Evaluation of the effect of tirofiban bridging combined with aspirin in the treatment of acute cerebral infarction with beyond the thrombolytic time window
10.3760/cma.j.cn115455-20250217-00148
- VernacularTitle:替罗非班桥接阿司匹林治疗超溶栓时间窗急性脑梗死的效果评价
- Author:
Zhenling ZHU
1
;
Honglei HU
1
;
Xuguang GAO
1
;
Yajun LI
1
Author Information
1. 北京王府中西医结合医院脑病科,北京 102200
- Publication Type:Journal Article
- Keywords:
Cerebral infarction;
Tirofiban;
Aspirin;
Ultra-thrombolytic window
- From:
Chinese Journal of Postgraduates of Medicine
2025;48(11):1015-1019
- CountryChina
- Language:Chinese
-
Abstract:
Objective:To analyze the effect and safety of tirofiban bridging combined with aspirin for anti-platelet therapy in patients with acute cerebral infarction (ACI) beyond the thrombolytic time window.Methods:Sixty patients with ACI treated in Beijing Royal Hospital from January 2021 to September 2022 were retrospectively analyzed. Among them, 30 cases were treated with tirofiban bridging aspirin as the observation group, while 30 cases were treated with aspirin alone as the control group. The total effective rate of clinical treatment, the degree of neurological deficit, the degree of disease outcome and the incidence of adverse reactions were compared between the two groups. The degree of neurological deficit was evaluated using the National Institutes of Health stroke scale (NIHSS), and the degree of disease outcome was evaluated using the modified Rankin scale (mRS).Results:The overall effective rate in the observation group was significantly higher than that in the control group: 93.3% (28/30) vs. 66.7% (20/30), with a statistically significant difference ( χ2 = 10.97, P<0.01).

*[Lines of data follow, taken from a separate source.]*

use console::style;
use ghpulse::cli::Cli;
use std::process;

#[tokio::main]
async fn main() {
    env_logger::init();
    let cli = Cli::parse();
    if let Err(err) = cli.execute().await {
        eprintln!("{}", style(err.to_string()).red());
        process::exit(1);
    }
}
use chrono::{DateTime, Utc};
use indicatif::{ProgressBar, ProgressStyle};
use std::time::Duration;

/// UTC calendar-date bucket key for an event timestamp.
pub fn day_key(timestamp: &DateTime<Utc>) -> String {
    timestamp.format("%Y-%m-%d").to_string()
}

pub fn spinner(message: &str) -> ProgressBar {
    let pb = ProgressBar::new_spinner();
    pb.set_style(
        ProgressStyle::default_spinner()
            .template("{spinner:.green} {msg}")
            .unwrap_or_else(|_| ProgressStyle::default_spinner()),
    );
    pb.set_message(message.to_string());
    pb.enable_steady_tick(Duration::from_millis(100));
    pb
}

Before treatment, there was no statistically significant difference in NIHSS score between the two groups ( P>0.05). However, after treatment, the NIHSS score in the observation group was significantly lower than that in the control group: (2.83 ± 1.87) scores vs. (4.93 ± 3.05) scores, indicating a significant difference ( t = -3.21, P = 0.002). No significant difference was observed in mRS score between the two groups before treatment( P>0.05). After treatment, the observation group showed significantly lower mRS score compared to the control group: 2.00 (1.00, 2.00) scores vs. 3.00 (2.00, 4.00) scores ( P = 0.006). There was no statistical difference in the incidence of adverse reactions between the observation group and control groups ( P>0.05). Conclusions:Tirofiban bridging aspirin has stronger inhibitory effect on platelet activity than simple application of aspirin for ACI patients with ultra-thrombolytic window, which can rapidly improve the degree of neurological impairment and daily living ability of patients, and the incidence of adverse reactions has not increased significantly.